XVII.
It was thus that soon after Eva’s departure with the mystical de Jones, Frank found himself one afternoon strolling vacantly down Oxford-street. A crowd of people. Bustling, frolicking folk. Women, gay, charming, so beautiful, so tender, whose arms, if they could guess, might open for the kiss--and who passed him without a look! Flitting by on what was the latest in footwear, thin ankles, swelling into glossy silken calves--oh, rapture! oh, seduction! How lonely one could be in a crowd. For it wasn’t--he reflected--that there was any one cohesive and receptive sensibility in that crowd, which frolicked and enjoyed life while he suffered, into which he could have merged with any profit. Groups of laughing young voices.... Why could he not talk to them without causing them to feel they had been slighted, or landing himself at Marlborough-street Police Station? Why could he not join them without very soon being bored? There they were, groups on the face of it, but really solitary, yearning, suffering souls like himself. There was no sort of one central well in all this diffused accidentally accumulated hilarity from which one could draw. All came out to look at the feast--and all looked without being filled.

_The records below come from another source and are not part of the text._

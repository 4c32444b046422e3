//! Runtime error taxonomy for the Glint evaluator.
//!
//! All runtime failures carry an [`ErrorKind`] plus, where known, the
//! span of the offending node. `Io` and `ArrayNotFound`-on-update are
//! the only non-fatal kinds; the evaluator reports them on the console
//! sink and continues. Everything else aborts the run.

use glint_types::{Span, ValueError};
use serde::{Deserialize, Serialize};
use std::fmt;
use thiserror::Error;

/// The kinds of runtime failure.
#[derive(Debug, Clone, Error, PartialEq)]
pub enum ErrorKind {
    /// Dereferencing a name with no binding in any enclosing level.
    #[error("variable or parameter {0} is undefined")]
    UndefinedVariable(String),

    /// A declared slot read before its first assignment in this activation.
    #[error("variable {0} is used before assignment")]
    UnsetVariable(String),

    /// Calling a function with no definition in any enclosing level.
    #[error("function {0} is undefined")]
    UndefinedFunction(String),

    /// Defining a function whose name already exists at the current level.
    #[error("function {0} already exists")]
    FunctionRedefined(String),

    /// Declaring a variable or parameter twice at the same level.
    #[error("variable {0} is already declared at this level")]
    VariableRedefined(String),

    /// Invocation argument count does not match the parameter count.
    #[error("function {name} expects {expected} arguments, got {got}")]
    ArityMismatch {
        name: String,
        expected: usize,
        got: usize,
    },

    /// Operator applied to incompatible tags, non-Boolean test, or a
    /// void call used in expression context.
    #[error("type error: {0}")]
    Type(String),

    /// Division by zero.
    #[error("arithmetic error: {0}")]
    Arithmetic(String),

    /// Array-name lookup miss. Non-fatal during `update`.
    #[error("led array {0} not found")]
    ArrayNotFound(String),

    /// Light index outside the array's declared size.
    #[error("light {index} is out of range for array {array} of size {size}")]
    IndexOutOfRange {
        array: String,
        index: i64,
        size: usize,
    },

    /// Declaring more concurrent arrays than the configured limit.
    #[error("led array limit reached ({0} arrays)")]
    ArrayCapacity(usize),

    /// Declaring an array larger than the per-array light limit.
    #[error("array {name} exceeds the light capacity ({max})")]
    LightCapacity { name: String, max: usize },

    /// Declaring an array whose name is already in use.
    #[error("led array {0} is already declared")]
    DuplicateArray(String),

    /// Lexical function nesting beyond the display's capacity.
    #[error("function nesting exceeds the maximum depth ({0})")]
    NestingTooDeep(usize),

    /// Runaway recursion guard.
    #[error("call depth limit exceeded ({0})")]
    CallDepthExceeded(usize),

    /// Persistence sink failure. Non-fatal: reported, run continues.
    #[error("io error: {0}")]
    Io(String),

    /// An internal consistency check failed.
    #[error("internal evaluator error: {0}")]
    Internal(String),
}

impl ErrorKind {
    /// Stable machine-readable code for host consumption.
    pub fn code(&self) -> &'static str {
        match self {
            ErrorKind::UndefinedVariable(_) | ErrorKind::UnsetVariable(_) => "name",
            ErrorKind::UndefinedFunction(_) => "name",
            ErrorKind::FunctionRedefined(_) | ErrorKind::VariableRedefined(_) => "redefinition",
            ErrorKind::ArityMismatch { .. } => "arity",
            ErrorKind::Type(_) => "type",
            ErrorKind::Arithmetic(_) => "arithmetic",
            ErrorKind::ArrayNotFound(_) => "domain-not-found",
            ErrorKind::IndexOutOfRange { .. } => "index",
            ErrorKind::ArrayCapacity(_)
            | ErrorKind::LightCapacity { .. }
            | ErrorKind::NestingTooDeep(_)
            | ErrorKind::CallDepthExceeded(_) => "resource-exhausted",
            ErrorKind::DuplicateArray(_) => "naming-conflict",
            ErrorKind::Io(_) => "io",
            ErrorKind::Internal(_) => "internal",
        }
    }
}

/// A runtime error with the offending node's source context.
#[derive(Debug, Clone, PartialEq)]
pub struct EvalError {
    pub kind: ErrorKind,
    pub span: Option<Span>,
}

impl EvalError {
    pub fn new(kind: ErrorKind) -> Self {
        Self { kind, span: None }
    }

    /// Attach a span if none is set yet. The innermost frame wins.
    pub fn at(mut self, span: Span) -> Self {
        self.span.get_or_insert(span);
        self
    }

    /// Convert into the serializable host-facing report.
    pub fn to_diagnostic(&self) -> Diagnostic {
        Diagnostic {
            code: self.kind.code().to_string(),
            message: self.kind.to_string(),
            line: self.span.map(|s| s.start_line),
            column: self.span.map(|s| s.start_col),
        }
    }
}

impl fmt::Display for EvalError {
    fn fmt(&self, f: &mut fmt::Formatter<'_>) -> fmt::Result {
        match self.span {
            Some(span) => write!(f, "{} at {span}", self.kind),
            None => write!(f, "{}", self.kind),
        }
    }
}

impl std::error::Error for EvalError {}

impl From<ErrorKind> for EvalError {
    fn from(kind: ErrorKind) -> Self {
        EvalError::new(kind)
    }
}

impl From<ValueError> for EvalError {
    fn from(err: ValueError) -> Self {
        match err {
            ValueError::TypeMismatch(msg) => EvalError::new(ErrorKind::Type(msg)),
            ValueError::DivisionByZero => {
                EvalError::new(ErrorKind::Arithmetic("division by zero".into()))
            }
        }
    }
}

/// Result alias for evaluator operations.
pub type EvalResult<T> = Result<T, EvalError>;

/// The structured report handed to embedding hosts.
#[derive(Debug, Clone, Serialize, Deserialize)]
pub struct Diagnostic {
    /// Stable error-kind code (`"name"`, `"type"`, `"arity"`, ...).
    pub code: String,
    /// Human-readable message.
    pub message: String,
    /// 1-based source line, when known.
    #[serde(skip_serializing_if = "Option::is_none")]
    pub line: Option<u32>,
    /// 1-based source column, when known.
    #[serde(skip_serializing_if = "Option::is_none")]
    pub column: Option<u32>,
}

#[cfg(test)]
mod tests {
    use super::*;

    #[test]
    fn innermost_span_wins() {
        let err = EvalError::new(ErrorKind::Type("test".into()))
            .at(Span::point(3, 1))
            .at(Span::point(10, 1));
        assert_eq!(err.span, Some(Span::point(3, 1)));
    }

    #[test]
    fn display_includes_span() {
        let err = EvalError::new(ErrorKind::UndefinedVariable("x".into())).at(Span::point(2, 7));
        assert_eq!(
            err.to_string(),
            "variable or parameter x is undefined at 2:7"
        );
    }

    #[test]
    fn value_errors_map_onto_eval_kinds() {
        let type_err: EvalError = ValueError::TypeMismatch("bad".into()).into();
        assert!(matches!(type_err.kind, ErrorKind::Type(_)));
        let div_err: EvalError = ValueError::DivisionByZero.into();
        assert!(matches!(div_err.kind, ErrorKind::Arithmetic(_)));
    }

    #[test]
    fn diagnostic_json_round_trip() {
        let err = EvalError::new(ErrorKind::ArityMismatch {
            name: "pulse".into(),
            expected: 2,
            got: 3,
        })
        .at(Span::point(5, 3));
        let json = serde_json::to_string(&err.to_diagnostic()).unwrap();
        assert!(json.contains("\"code\":\"arity\""));
        assert!(json.contains("\"line\":5"));

        let back: Diagnostic = serde_json::from_str(&json).unwrap();
        assert_eq!(back.code, "arity");
        assert_eq!(back.message, "function pulse expects 2 arguments, got 3");
    }

    #[test]
    fn diagnostic_omits_unknown_location() {
        let err = EvalError::new(ErrorKind::Io("disk full".into()));
        let json = serde_json::to_string(&err.to_diagnostic()).unwrap();
        assert!(!json.contains("line"));
    }
}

He saw rich men in furs and motor-cars, and wished them joy of it; he read the New Year’s Honours list, and sensed no pang; he watched old colleagues overtake him on the road to fame, and felt no jealousy; he had seen his father’s fortune blown to smithereens, without a blink: but that every woman whom he looked at twice did not immediately yield herself to him was something he found hard to bear, harder to forgive. To possess all the comely women in the world, the female portion of the universe, in a sort of cumulative, consummative kiss--it was his dream. For--indisputably--one woman was not like another; and how? how enjoy them all? While lying, as he thought appeased, in one woman’s arms, the thought that there must be another in some particular different from his own would at once renew his restlessness and send him searching, searching round the globe. Content at last, content and happy at Port Said, the thought of what he must be missing in Calcutta was sufficient to uproot him and send him on his onward quest over plain and mountain, dune and sea, continent and ocean, till, with ever greater frequency, he would rebound in London, in Piccadilly Circus, the reputed centre of the world, with his heart still burning, with hot tears in his parched throat. “I can’t bear it,” he said, looking with a kind of stupor at the fountain he had seen before. “I will kill myself....”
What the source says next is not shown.